Este cáliz es tuyo. Siempre lo ha sido. Por ti levanté mi copa, lejos de la tierra que fundó Claudio y que nos vio crecer con su raíz profunda y venenosa; lejos donde nadie nos miraba ni intentó juzgarnos; lejos de las ventanas azules y con calles inmensas donde la gente parecía más anónima; lejos, entre andenes y dársenas, con sonrisas casi de la infancia y despedias desapareciendo entre esos rostros acelerados, mientras parecía bajar a las entrañas mismas de la tierra.

miércoles, 2 de abril de 2014

Un cuento infinito

Ahora, antes de que el mundo se convierta en un lugar extraño –casi mágico, casi hostil- repaso entre mis recuerdos para intentar contarte algún día las cosas que yo no supe. Ahora que el rumor las bandas llegan al patio de luz que pronto será parte de tu reino de ilusiones y fantasías, y se hace más y más fuerte conforme avanzan los días. Ahora que la letanía se aproxima al Domingo de Pasión y a su Salve que se llena de abrazos y horas rotas; al Viernes de Dolores que dicta el final de un camino y el principio de otro. Ahora que la ciudad ya no es ciudad porque se mira a sí misma, mientras abraza –hedonista- sus recuerdos. Ahora que recuerdo la última tarde de aquel Viernes en que la lluvia me calaba la ilusión que siempre me impulsa, mientras el capirote aguantaba estoico mi propia tristeza, la esperanza de otra tarde mejor en que abrazar a Enrique. Ahora que la cuenta de Semana Santa se confunde con la tuya para dejarme a perpetuidad la Cuaresma que nunca podré olvidar quiero contarte lo mejor, que para lo demás siempre hay tiempo.

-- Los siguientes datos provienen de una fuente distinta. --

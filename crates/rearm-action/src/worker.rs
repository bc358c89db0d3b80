//! Background consumer of the delay queue.
//!
//! Polls for due messages and reconciles each one on its own task. A message
//! is deleted only after the reconciler returns `Ok`; on failure it stays in
//! the queue and comes back after the visibility timeout.

use std::sync::Arc;
use std::time::Duration;

use rearm_core::config::QueueConfig;
use rearm_core::error::RearmError;
use rearm_storage::{DelayQueue, Delivery};
use tokio::sync::{Notify, OwnedSemaphorePermit, Semaphore};
use tokio::task::{JoinError, JoinSet};
use tracing::{debug, error, info, warn};

use crate::reconciler::Reconciler;

#[derive(Debug, Clone, Copy, PartialEq, Eq)]
pub struct WorkerSettings {
    pub poll_interval: Duration,
    pub batch_size: usize,
    pub max_in_flight: usize,
}

impl Default for WorkerSettings {
    fn default() -> Self {
        Self {
            poll_interval: Duration::from_millis(1000),
            batch_size: 10,
            max_in_flight: 16,
        }
    }
}

impl From<&QueueConfig> for WorkerSettings {
    fn from(config: &QueueConfig) -> Self {
        Self {
            poll_interval: Duration::from_millis(config.poll_interval_ms),
            batch_size: config.batch_size.max(1),
            max_in_flight: config.max_in_flight.max(1),
        }
    }
}

/// Counts from one poll.
#[derive(Debug, Default, Clone, Copy, PartialEq, Eq)]
pub struct BatchReport {
    pub received: usize,
    pub acknowledged: usize,
    pub failed: usize,
}

pub struct QueueWorker {
    queue: Arc<dyn DelayQueue>,
    reconciler: Arc<Reconciler>,
    settings: WorkerSettings,
    permits: Arc<Semaphore>,
    shutdown: Arc<Notify>,
}

impl QueueWorker {
    pub fn new(
        queue: Arc<dyn DelayQueue>,
        reconciler: Arc<Reconciler>,
        settings: WorkerSettings,
    ) -> Self {
        Self {
            queue,
            reconciler,
            permits: Arc::new(Semaphore::new(settings.max_in_flight)),
            settings,
            shutdown: Arc::new(Notify::new()),
        }
    }

    /// Receive one batch and reconcile every message in it concurrently.
    pub async fn poll_once(&self) -> Result<BatchReport, RearmError> {
        let mut tasks = JoinSet::new();
        let mut report = BatchReport {
            received: self.dispatch(&mut tasks).await?,
            ..BatchReport::default()
        };
        while let Some(joined) = tasks.join_next().await {
            if acknowledged(joined) {
                report.acknowledged += 1;
            } else {
                report.failed += 1;
            }
        }
        Ok(report)
    }

    /// Receive as many messages as there are free slots (at most one batch)
    /// and spawn a reconcile task for each into `tasks`.
    ///
    /// Waits for a free slot before receiving, so messages are never held
    /// invisible while the worker is saturated.
    async fn dispatch(&self, tasks: &mut JoinSet<bool>) -> Result<usize, RearmError> {
        let mut reserved = Some(self.acquire_permit().await?);
        let room = (self.permits.available_permits() + 1).min(self.settings.batch_size);
        let deliveries = self.queue.receive(room).await?;
        let received = deliveries.len();
        if received > 0 {
            debug!(count = received, in_flight = tasks.len(), "Received delayed messages");
        }

        for delivery in deliveries {
            let permit = match reserved.take() {
                Some(permit) => permit,
                None => self.acquire_permit().await?,
            };
            let queue = self.queue.clone();
            let reconciler = self.reconciler.clone();
            tasks.spawn(async move {
                let acked = process(queue.as_ref(), &reconciler, delivery).await;
                drop(permit);
                acked
            });
        }
        Ok(received)
    }

    async fn acquire_permit(&self) -> Result<OwnedSemaphorePermit, RearmError> {
        self.permits
            .clone()
            .acquire_owned()
            .await
            .map_err(|_| RearmError::ShuttingDown)
    }

    /// Poll until [`shutdown`](Self::shutdown) is called.
    ///
    /// In-flight deliveries keep running across polls, so a user stuck in
    /// retries never delays another user's due message. Sleeps for the poll
    /// interval whenever the queue has nothing due, and finishes every
    /// in-flight delivery before returning.
    pub async fn run(&self) {
        info!(
            batch_size = self.settings.batch_size,
            max_in_flight = self.settings.max_in_flight,
            "Queue worker started"
        );
        let mut tasks = JoinSet::new();
        loop {
            let idle = match self.dispatch(&mut tasks).await {
                Ok(received) => received == 0,
                Err(e) => {
                    error!(error = %e, "Queue poll failed");
                    true
                }
            };
            while let Some(joined) = tasks.try_join_next() {
                acknowledged(joined);
            }
            let pause = if idle {
                self.settings.poll_interval
            } else {
                Duration::ZERO
            };
            tokio::select! {
                biased;
                _ = self.shutdown.notified() => break,
                _ = tokio::time::sleep(pause) => {}
            }
        }
        if !tasks.is_empty() {
            info!(in_flight = tasks.len(), "Waiting for in-flight deliveries");
        }
        while let Some(joined) = tasks.join_next().await {
            acknowledged(joined);
        }
        info!("Queue worker stopped");
    }

    /// Signal the worker loop to stop.
    pub fn shutdown(&self) {
        self.shutdown.notify_one();
    }
}

fn acknowledged(joined: Result<bool, JoinError>) -> bool {
    joined.unwrap_or_else(|e| {
        error!(error = %e, "Reconcile task panicked");
        false
    })
}

/// Reconcile one delivery. Returns whether it was acknowledged.
async fn process(queue: &dyn DelayQueue, reconciler: &Reconciler, delivery: Delivery) -> bool {
    let user_id = delivery.message.user_id.clone();
    match reconciler.handle(&delivery.message).await {
        Ok(outcome) => {
            debug!(user_id = %user_id, outcome = ?outcome, "Delivery handled");
            match queue.delete(&delivery.receipt).await {
                Ok(true) => true,
                Ok(false) => {
                    warn!(user_id = %user_id, message_id = %delivery.message_id, "Receipt expired before delete");
                    true
                }
                Err(e) => {
                    error!(user_id = %user_id, error = %e, "Failed to delete handled message");
                    false
                }
            }
        }
        Err(e) => {
            warn!(
                user_id = %user_id,
                message_id = %delivery.message_id,
                receive_count = delivery.receive_count,
                error = %e,
                "Delivery failed, leaving for redelivery"
            );
            false
        }
    }
}
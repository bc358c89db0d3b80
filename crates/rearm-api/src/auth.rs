//! Bearer token authentication for the `/v1` routes.

use std::path::Path;

use axum::extract::{Request, State};
use axum::http::{header, StatusCode};
use axum::middleware::Next;
use axum::response::{IntoResponse, Response};
use axum::Json;
use rand::Rng;
use tracing::{info, warn};

use crate::error::ErrorBody;
use crate::state::AppState;

/// Random 32-character hex token.
pub fn generate_token() -> String {
    let bytes: [u8; 16] = rand::rng().random();
    hex::encode(bytes)
}

/// Read the token stored at `token_path`, or create and store a new one.
///
/// A token that cannot be written is still returned so the server can start;
/// it just will not survive a restart.
pub fn load_or_generate_token(token_path: &Path) -> String {
    if let Ok(contents) = std::fs::read_to_string(token_path) {
        let token = contents.trim();
        if !token.is_empty() {
            info!(path = %token_path.display(), "API token loaded");
            return token.to_string();
        }
    }

    let token = generate_token();
    if let Some(parent) = token_path.parent() {
        let _ = std::fs::create_dir_all(parent);
    }
    match std::fs::write(token_path, &token) {
        Ok(()) => {
            #[cfg(unix)]
            {
                use std::os::unix::fs::PermissionsExt;
                let _ =
                    std::fs::set_permissions(token_path, std::fs::Permissions::from_mode(0o600));
            }
            info!(path = %token_path.display(), "API token generated");
        }
        Err(e) => {
            warn!(path = %token_path.display(), error = %e, "Failed to save API token");
        }
    }
    token
}

fn unauthorized(message: &str) -> Response {
    let body = ErrorBody {
        error: "unauthorized".to_string(),
        message: message.to_string(),
        details: None,
    };
    (StatusCode::UNAUTHORIZED, Json(body)).into_response()
}

/// Rejects requests without `Authorization: Bearer <api_token>`.
pub async fn require_auth(State(state): State<AppState>, req: Request, next: Next) -> Response {
    let Some(value) = req.headers().get(header::AUTHORIZATION) else {
        return unauthorized("Missing Authorization header");
    };
    let Ok(value) = value.to_str() else {
        return unauthorized("Invalid Authorization header encoding");
    };
    match value.strip_prefix("Bearer ") {
        Some(token) if token == state.api_token => next.run(req).await,
        _ => unauthorized("Invalid bearer token"),
    }
}
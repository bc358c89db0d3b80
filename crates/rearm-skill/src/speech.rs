//! Phrases spoken by the skill.

use rearm_core::types::Mode;

pub const HELP: &str = "You can ask me to temporarily disarm ring for some time. \
I will automatically set ring back to the current mode later.";
pub const GOODBYE: &str = "Goodbye!";
pub const DONE: &str = "Done!";
pub const FALLBACK: &str = "Sorry, I don't know about that. Please try again.";
pub const TROUBLE: &str = "Sorry, I had trouble doing what you asked. Please try again.";
pub const GOOD_TRIP: &str = "Have a good trip!";

/// `"2 minute 30 second"`. Seconds are left out when zero.
pub fn spoken_delay(delay_seconds: u32) -> String {
    let minutes = delay_seconds / 60;
    let seconds = delay_seconds % 60;
    if seconds == 0 {
        format!("{} minute", minutes)
    } else {
        format!("{} minute {} second", minutes, seconds)
    }
}

/// Confirmation after a disarm-and-rearm.
pub fn rearm_confirmation(final_mode: Mode, delay_seconds: u32) -> String {
    let mut speech = format!(
        "Disarmed. Ring will be in {} mode in {}.",
        final_mode,
        spoken_delay(delay_seconds)
    );
    if final_mode == Mode::Away {
        speech.push(' ');
        speech.push_str(GOOD_TRIP);
    }
    speech
}

pub fn register_prompt(code: &str) -> String {
    format!(
        "Refresh token is not registered. Set it for register code {}",
        code
    )
}

pub fn reflect(intent_name: &str) -> String {
    format!("You just triggered {}", intent_name)
}
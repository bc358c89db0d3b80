//! Error types for the voice skill.

use rearm_action::error::{RegistrationError, SchedulerError};

/// Errors raised while handling a skill request. Never spoken to the user.
#[derive(Debug, thiserror::Error)]
pub enum SkillError {
    #[error("Invalid duration: {0}")]
    InvalidDuration(String),
    #[error("No handler for request: {0}")]
    Unhandled(String),
    #[error("Scheduling failed: {0}")]
    Scheduler(#[from] SchedulerError),
    #[error("Registration failed: {0}")]
    Registration(#[from] RegistrationError),
}
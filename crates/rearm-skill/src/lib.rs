//! Voice skill front end for Rearm.
//!
//! Turns voice requests into scheduling calls through an ordered table of
//! intent handlers and answers with a short spoken phrase.

pub mod duration;
pub mod error;
pub mod handlers;
pub mod request;
pub mod router;
pub mod speech;

pub use duration::parse_duration_secs;
pub use error::SkillError;
pub use handlers::{IntentHandler, SkillInput, SkillServices};
pub use request::{RequestEnvelope, SkillResponse};
pub use router::SkillRouter;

Y es que la espera, aunque la impaciencia te pueda, no es más que un camino, una preparación de la que disfrutar venciendo a los días con las cosas –tan cotidianas, tan normales- que nos hacen felices. Es soñar, anclados al suelo, mientras la mente vuela por mundos encontrados que proyectan el ideal que nunca alcanzaremos, pero que debemos buscar a toda costa. Se trata de buscar nuestro propio espacio vital, ese mismo que por sí mismo lo explica todo o, al menos, intenta explicar muchas cosas; más allá de quienes hacen del fanatismo su raíz y pierden el tiempo y la juventud en todo lo que no es interrogarse y disfrutar de lo que nos fue entregado.

Pero al final siempre nos alcanza el momento y lo vivimos en un carrusel de emociones encontradas que nos sacuden en la mitad exacta de una noche intensa, de vuelta a casa, cuando las calles están casi vacías y los restos de nuestro naufragio habitan las aceras. Entonces, sabrás que lo estás viviendo que, lo entiendan o no, eres parte de esto porque tu alma estará asida para siempre a cuanto te llena de fuerza, sentimiento y una pizca de comprensión.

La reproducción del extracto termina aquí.